Each time, we did find a way forward, and this is where our theme emerged. It turned out that what these families had in common was a terrible loss or violation that left the descendants feeling guilty for having it better or easier. But not just any loss or violation, but one which, if it had not happened, would have meant the client would almost certainly never have been born. Which meant that, for that person to be alive, that terrible event had to happen.
Many of us are here due to these kinds of events. No, scratch that: ALL of us are here due to these kinds of events. If World War II had not happened…if slavery had not happened…if the Spanish flu had never happened…if Stalinism had never happened…if the genocide of Native Americans had never happened, we wouldn’t be here.
Sometimes the events are more specific and feel more personal. The person who was born only because their older sibling died and their parents wanted a replacement. The person whose father divorced his first wife, and married their mother, which means that for them to be alive, their older half-siblings had to lose their father. The person with the parents for some reason needed a “good child” and a “bad child,” and so their sibling got the role of bad child that has plagued them their whole lives. Our good luck, in these instances, depends upon the very bad luck of someone else.
I think all of us wish that these things had not happened, but changing that they did, indeed, happen, is not in our power. We can only live in the unfolding of those events, which is our present.
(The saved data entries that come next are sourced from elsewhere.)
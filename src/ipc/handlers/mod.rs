pub mod core;
pub mod directory;
pub mod learnings;
pub mod session;
pub mod templates;
pub mod valuations;
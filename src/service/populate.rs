use crate::error::{ServiceError, ServiceResult};
use crate::model::{
    LearningValuationDto, StudentName, StudentValuation, StudentValuationDto, SubjectValuationDto,
};
use crate::scoring;
use crate::store::directory::{self, UserRecord};
use crate::store::learnings;
use rusqlite::Connection;
use std::collections::HashMap;

pub const PERIOD_PLACEHOLDER: &str = "Periodo no disponible";
pub const SUBJECT_PLACEHOLDER: &str = "Asignatura no disponible";
pub const LEARNING_PLACEHOLDER: &str = "Aprendizaje eliminado";

/// Display data for every reference held by a batch of valuations.
struct Lookups {
    students: HashMap<String, UserRecord>,
    periods: HashMap<String, String>,
    subjects: HashMap<String, String>,
    learnings: HashMap<String, String>,
}

impl Lookups {
    fn load(conn: &Connection, valuations: &[StudentValuation]) -> ServiceResult<Self> {
        let student_ids: Vec<&str> = valuations.iter().map(|v| v.student_id.as_str()).collect();
        let period_ids: Vec<&str> = valuations.iter().map(|v| v.period_id.as_str()).collect();
        let subject_ids: Vec<&str> = valuations
            .iter()
            .flat_map(|v| v.valuations_by_subject.iter())
            .map(|s| s.subject_id.as_str())
            .collect();
        let learning_ids: Vec<&str> = valuations
            .iter()
            .flat_map(|v| v.valuations_by_subject.iter())
            .flat_map(|s| s.learning_valuations.iter())
            .map(|lv| lv.learning_id.as_str())
            .collect();

        Ok(Self {
            students: directory::find_users(conn, &student_ids)?,
            periods: directory::period_names(conn, &period_ids)?,
            subjects: directory::subject_names(conn, &subject_ids)?,
            learnings: learnings::descriptions(conn, &learning_ids)?,
        })
    }

    fn stitch(&self, v: StudentValuation) -> ServiceResult<StudentValuationDto> {
        let Some(student) = self.students.get(&v.student_id) else {
            tracing::error!(
                valuation_id = %v.id,
                student_id = %v.student_id,
                "valuation references a student that no longer exists"
            );
            return Err(ServiceError::Integrity(
                "the student associated with this valuation was not found".to_string(),
            ));
        };

        let period_name = self
            .periods
            .get(&v.period_id)
            .cloned()
            .unwrap_or_else(|| PERIOD_PLACEHOLDER.to_string());

        let valuations_by_subject = v
            .valuations_by_subject
            .into_iter()
            .map(|s| {
                let is_complete = scoring::subject_is_complete(&s);
                SubjectValuationDto {
                    subject_name: self
                        .subjects
                        .get(&s.subject_id)
                        .cloned()
                        .unwrap_or_else(|| SUBJECT_PLACEHOLDER.to_string()),
                    subject_id: s.subject_id,
                    total_subject_score: s.total_subject_score,
                    max_subject_score: s.max_subject_score,
                    subject_percentage: s.subject_percentage,
                    assigned_concept_id: s.assigned_concept_id,
                    is_complete,
                    learning_valuations: s
                        .learning_valuations
                        .into_iter()
                        .map(|lv| LearningValuationDto {
                            learning_description: self
                                .learnings
                                .get(&lv.learning_id)
                                .cloned()
                                .unwrap_or_else(|| LEARNING_PLACEHOLDER.to_string()),
                            learning_id: lv.learning_id,
                            qualitative_valuation: lv.qualitative_valuation,
                            points_obtained: lv.points_obtained,
                        })
                        .collect(),
                }
            })
            .collect();

        Ok(StudentValuationDto {
            id: v.id,
            institution_id: v.institution_id,
            student_id: v.student_id,
            student_name: StudentName {
                first_name: student.first_name.clone(),
                middle_name: student.middle_name.clone(),
                last_name: student.last_name.clone(),
                second_last_name: student.second_last_name.clone(),
            },
            teacher_id: v.teacher_id,
            checklist_template_id: v.checklist_template_id,
            period_id: v.period_id,
            period_name,
            global_status: v.global_status,
            valuations_by_subject,
            created_at: v.created_at,
            updated_at: v.updated_at,
        })
    }
}

pub fn valuation_dto(conn: &Connection, v: StudentValuation) -> ServiceResult<StudentValuationDto> {
    let lookups = Lookups::load(conn, std::slice::from_ref(&v))?;
    lookups.stitch(v)
}

pub fn valuation_dtos(
    conn: &Connection,
    vs: Vec<StudentValuation>,
) -> ServiceResult<Vec<StudentValuationDto>> {
    let lookups = Lookups::load(conn, &vs)?;
    vs.into_iter().map(|v| lookups.stitch(v)).collect()
}
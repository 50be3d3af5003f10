use crate::error::{ServiceError, ServiceResult};
use crate::model::{
    ChecklistTemplate, GlobalStatus, LearningValuation, StudentValuation, StudentValuationDto,
    SubjectValuation,
};
use crate::scoring;
use crate::service::populate;
use crate::store::{self, directory, templates, valuations};
use rusqlite::Connection;

#[derive(Debug, Clone, Copy)]
pub struct InitRequest<'a> {
    pub student_id: &'a str,
    pub teacher_id: &'a str,
    pub institution_id: &'a str,
    pub period_id: &'a str,
}

/// Return the student's valuation for the period, creating it from the
/// teacher's checklist template on first access.
///
/// Safe to call repeatedly. The existence check and the insert are not one
/// atomic step; a concurrent insert for the same (student, period) is caught
/// by the UNIQUE constraint and resolved by re-reading the winner.
pub fn initialize(conn: &Connection, req: InitRequest<'_>) -> ServiceResult<StudentValuationDto> {
    if let Some(existing) =
        valuations::find_by_student_period(conn, req.student_id, req.period_id, req.institution_id)?
    {
        return populate::valuation_dto(conn, existing);
    }

    if !directory::period_exists(conn, req.period_id, req.institution_id)? {
        return Err(ServiceError::not_found("period"));
    }
    if directory::find_user_in_institution(conn, req.student_id, req.institution_id)?.is_none() {
        return Err(ServiceError::not_found("student"));
    }

    let template = templates::find_for_teacher_period(
        conn,
        req.teacher_id,
        req.period_id,
        req.institution_id,
    )?
    .ok_or_else(|| ServiceError::TemplateMissing {
        period_id: req.period_id.to_string(),
    })?;

    let fresh = seed_from_template(&template, req.student_id, &store::now_rfc3339());
    let valuation = insert_or_fetch_existing(conn, fresh)?;
    populate::valuation_dto(conn, valuation)
}

/// A new, unmarked valuation shaped after the template.
pub fn seed_from_template(
    template: &ChecklistTemplate,
    student_id: &str,
    now: &str,
) -> StudentValuation {
    let valuations_by_subject = template
        .subjects
        .iter()
        .map(|group| SubjectValuation {
            subject_id: group.subject_id.clone(),
            max_subject_score: scoring::max_subject_score(group.learnings.len()),
            total_subject_score: 0,
            subject_percentage: 0.0,
            assigned_concept_id: None,
            learning_valuations: group
                .learnings
                .iter()
                .map(|learning_id| LearningValuation {
                    learning_id: learning_id.clone(),
                    qualitative_valuation: None,
                    points_obtained: 0,
                })
                .collect(),
        })
        .collect();

    StudentValuation {
        id: store::new_id(),
        institution_id: template.institution_id.clone(),
        student_id: student_id.to_string(),
        teacher_id: template.teacher_id.clone(),
        checklist_template_id: template.id.clone(),
        period_id: template.period_id.clone(),
        global_status: GlobalStatus::NotStarted,
        valuations_by_subject,
        created_at: now.to_string(),
        updated_at: now.to_string(),
    }
}

/// Persist `fresh`, or return the valuation that beat it to the insert.
pub(crate) fn insert_or_fetch_existing(
    conn: &Connection,
    fresh: StudentValuation,
) -> ServiceResult<StudentValuation> {
    match valuations::insert(conn, &fresh) {
        Ok(()) => {
            tracing::info!(
                valuation_id = %fresh.id,
                student_id = %fresh.student_id,
                period_id = %fresh.period_id,
                "student valuation initialized"
            );
            Ok(fresh)
        }
        Err(e) if ServiceError::is_unique_violation(&e) => {
            tracing::debug!(
                student_id = %fresh.student_id,
                period_id = %fresh.period_id,
                "valuation insert lost a race; reading existing row"
            );
            valuations::find_by_student_period(
                conn,
                &fresh.student_id,
                &fresh.period_id,
                &fresh.institution_id,
            )?
            .ok_or(ServiceError::Conflict)
        }
        Err(e) => Err(e.into()),
    }
}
So, to be grateful for being alive – which is a very good thing to do – feels like it means that we need to be grateful for these things having happened. This is untenable – untenable that they happened and untenable that we should be grateful. So, some life force stops in us, in honor of – out of love for – these ones who suffered so much.
The trick of gratitude for our lives, then, is de-coupling it from the impression of gratitude for the horrible things that happened. Bert Hellinger has some beautiful ritual sentences that help with this. Imagine you are looking at those who suffered, and say “I honor the dignity of your fate. I will always hold a place in my heart for what you suffered. It could have been me, but it was not. I leave it with you. Please bless me as I say yes to the good fortune I have received, in honor of you. I commit to living my life fully.”
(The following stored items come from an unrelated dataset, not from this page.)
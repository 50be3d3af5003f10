use crate::model::Role;
use rusqlite::{params_from_iter, Connection, OptionalExtension};
use serde::{Deserialize, Serialize};
use std::collections::HashMap;

#[derive(Debug, Clone, Serialize, Deserialize)]
#[serde(rename_all = "camelCase")]
pub struct UserRecord {
    pub id: String,
    #[serde(default)]
    pub school_id: Option<String>,
    pub role: Role,
    pub first_name: String,
    #[serde(default)]
    pub middle_name: Option<String>,
    pub last_name: String,
    #[serde(default)]
    pub second_last_name: Option<String>,
}

#[derive(Debug, Clone, Serialize, Deserialize)]
#[serde(rename_all = "camelCase")]
pub struct PeriodRecord {
    pub id: String,
    pub name: String,
    #[serde(default)]
    pub start_date: Option<String>,
    #[serde(default)]
    pub end_date: Option<String>,
    #[serde(default = "default_true")]
    pub is_active: bool,
}

#[derive(Debug, Clone, Serialize, Deserialize)]
#[serde(rename_all = "camelCase")]
pub struct SubjectRecord {
    pub id: String,
    pub name: String,
    #[serde(default = "default_subject_kind")]
    pub kind: String,
}

fn default_true() -> bool {
    true
}

fn default_subject_kind() -> String {
    "SUBJECT".to_string()
}

fn user_from_row(r: &rusqlite::Row<'_>) -> rusqlite::Result<UserRecord> {
    let role_raw: String = r.get(2)?;
    let role = Role::parse(&role_raw).ok_or_else(|| {
        rusqlite::Error::FromSqlConversionFailure(
            2,
            rusqlite::types::Type::Text,
            format!("unknown role {role_raw}").into(),
        )
    })?;
    Ok(UserRecord {
        id: r.get(0)?,
        school_id: r.get(1)?,
        role,
        first_name: r.get(3)?,
        middle_name: r.get(4)?,
        last_name: r.get(5)?,
        second_last_name: r.get(6)?,
    })
}

const USER_COLUMNS: &str =
    "id, school_id, role, first_name, middle_name, last_name, second_last_name";

/// Unscoped batch fetch: a valuation's students are resolved by id alone.
pub fn find_users(
    conn: &Connection,
    ids: &[&str],
) -> rusqlite::Result<HashMap<String, UserRecord>> {
    let mut out = HashMap::new();
    if ids.is_empty() {
        return Ok(out);
    }
    let mut unique: Vec<&str> = ids.to_vec();
    unique.sort_unstable();
    unique.dedup();

    let placeholders = vec!["?"; unique.len()].join(", ");
    let mut stmt = conn.prepare(&format!(
        "SELECT {USER_COLUMNS} FROM users WHERE id IN ({placeholders})"
    ))?;
    let rows = stmt.query_map(params_from_iter(unique.iter()), user_from_row)?;
    for row in rows {
        let user = row?;
        out.insert(user.id.clone(), user);
    }
    Ok(out)
}

pub fn find_user_in_institution(
    conn: &Connection,
    user_id: &str,
    institution_id: &str,
) -> rusqlite::Result<Option<UserRecord>> {
    conn.query_row(
        &format!("SELECT {USER_COLUMNS} FROM users WHERE id = ? AND institution_id = ?"),
        [user_id, institution_id],
        user_from_row,
    )
    .optional()
}

pub fn period_exists(
    conn: &Connection,
    period_id: &str,
    institution_id: &str,
) -> rusqlite::Result<bool> {
    let hit: Option<i64> = conn
        .query_row(
            "SELECT 1 FROM periods WHERE id = ? AND institution_id = ?",
            [period_id, institution_id],
            |r| r.get(0),
        )
        .optional()?;
    Ok(hit.is_some())
}

pub fn subject_exists(
    conn: &Connection,
    subject_id: &str,
    institution_id: &str,
) -> rusqlite::Result<bool> {
    let hit: Option<i64> = conn
        .query_row(
            "SELECT 1 FROM subjects WHERE id = ? AND institution_id = ?",
            [subject_id, institution_id],
            |r| r.get(0),
        )
        .optional()?;
    Ok(hit.is_some())
}

pub fn period_names(conn: &Connection, ids: &[&str]) -> rusqlite::Result<HashMap<String, String>> {
    super::lookup_by_ids(conn, "SELECT id, name FROM periods", ids)
}

pub fn subject_names(conn: &Connection, ids: &[&str]) -> rusqlite::Result<HashMap<String, String>> {
    super::lookup_by_ids(conn, "SELECT id, name FROM subjects", ids)
}

pub fn list_periods(conn: &Connection, institution_id: &str) -> rusqlite::Result<Vec<PeriodRecord>> {
    let mut stmt = conn.prepare(
        "SELECT id, name, start_date, end_date, is_active
         FROM periods
         WHERE institution_id = ?
         ORDER BY COALESCE(start_date, ''), name",
    )?;
    let rows = stmt
        .query_map([institution_id], |r| {
            Ok(PeriodRecord {
                id: r.get(0)?,
                name: r.get(1)?,
                start_date: r.get(2)?,
                end_date: r.get(3)?,
                is_active: r.get::<_, i64>(4)? != 0,
            })
        })?
        .collect::<Result<Vec<_>, _>>()?;
    Ok(rows)
}

pub fn list_subjects(conn: &Connection, institution_id: &str) -> rusqlite::Result<Vec<SubjectRecord>> {
    let mut stmt = conn.prepare(
        "SELECT id, name, kind FROM subjects WHERE institution_id = ? ORDER BY name",
    )?;
    let rows = stmt
        .query_map([institution_id], |r| {
            Ok(SubjectRecord {
                id: r.get(0)?,
                name: r.get(1)?,
                kind: r.get(2)?,
            })
        })?
        .collect::<Result<Vec<_>, _>>()?;
    Ok(rows)
}

/// Insert or refresh a record owned by `institution_id`. Returns false, writing
/// nothing, when the id already belongs to another institution.
pub fn upsert_user(conn: &Connection, institution_id: &str, u: &UserRecord) -> rusqlite::Result<bool> {
    let n = conn.execute(
        "INSERT INTO users(id, institution_id, school_id, role, first_name, middle_name, last_name, second_last_name)
         VALUES(?, ?, ?, ?, ?, ?, ?, ?)
         ON CONFLICT(id) DO UPDATE SET
           school_id = excluded.school_id,
           role = excluded.role,
           first_name = excluded.first_name,
           middle_name = excluded.middle_name,
           last_name = excluded.last_name,
           second_last_name = excluded.second_last_name
         WHERE users.institution_id = excluded.institution_id",
        (
            &u.id,
            institution_id,
            &u.school_id,
            u.role.as_str(),
            &u.first_name,
            &u.middle_name,
            &u.last_name,
            &u.second_last_name,
        ),
    )?;
    Ok(n > 0)
}

pub fn upsert_period(conn: &Connection, institution_id: &str, p: &PeriodRecord) -> rusqlite::Result<bool> {
    let n = conn.execute(
        "INSERT INTO periods(id, institution_id, name, start_date, end_date, is_active)
         VALUES(?, ?, ?, ?, ?, ?)
         ON CONFLICT(id) DO UPDATE SET
           name = excluded.name,
           start_date = excluded.start_date,
           end_date = excluded.end_date,
           is_active = excluded.is_active
         WHERE periods.institution_id = excluded.institution_id",
        (
            &p.id,
            institution_id,
            &p.name,
            &p.start_date,
            &p.end_date,
            p.is_active as i64,
        ),
    )?;
    Ok(n > 0)
}

pub fn upsert_subject(conn: &Connection, institution_id: &str, s: &SubjectRecord) -> rusqlite::Result<bool> {
    let n = conn.execute(
        "INSERT INTO subjects(id, institution_id, name, kind)
         VALUES(?, ?, ?, ?)
         ON CONFLICT(id) DO UPDATE SET
           name = excluded.name,
           kind = excluded.kind
         WHERE subjects.institution_id = excluded.institution_id",
        (&s.id, institution_id, &s.name, &s.kind),
    )?;
    Ok(n > 0)
}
If you just did that now, I hope you felt some small but meaningful relief. If you did not, please remember that these situations are complex and often need more movements of awareness, honoring and including before such a simple ritual statement can be fully taken in. But it is a truth of life. We can imagine the ancestors who had it so hard, wishing desperately that their children and grandchildren might have it easier than they did.
Do you ever notice yourself holding yourself back because you feel like you don’t have the right to your life? Do you notice any members of your family or of your larger culture who have it harder than you, and whom you are trying to honor, remember and perhaps even atone for by not living fully? What brave movement forward might be inviting you to honor them in a new way?
Please share on my blog below, so the conversation can continue…
this is such good medicine for me, Leslie! “it could have been me but it was not” is so profoundly resonant for my system. thank you.
Wow, thank you for pulling out that specific quotation. When you isolate it like that, it does have a strong resonance, doesn’t it? I wasn’t even fully aware of it when I wrote it. Thank you for placing my attention more fully on it – I think it could work as a good healing sentence in so many instances. And delighted it had good effect for you!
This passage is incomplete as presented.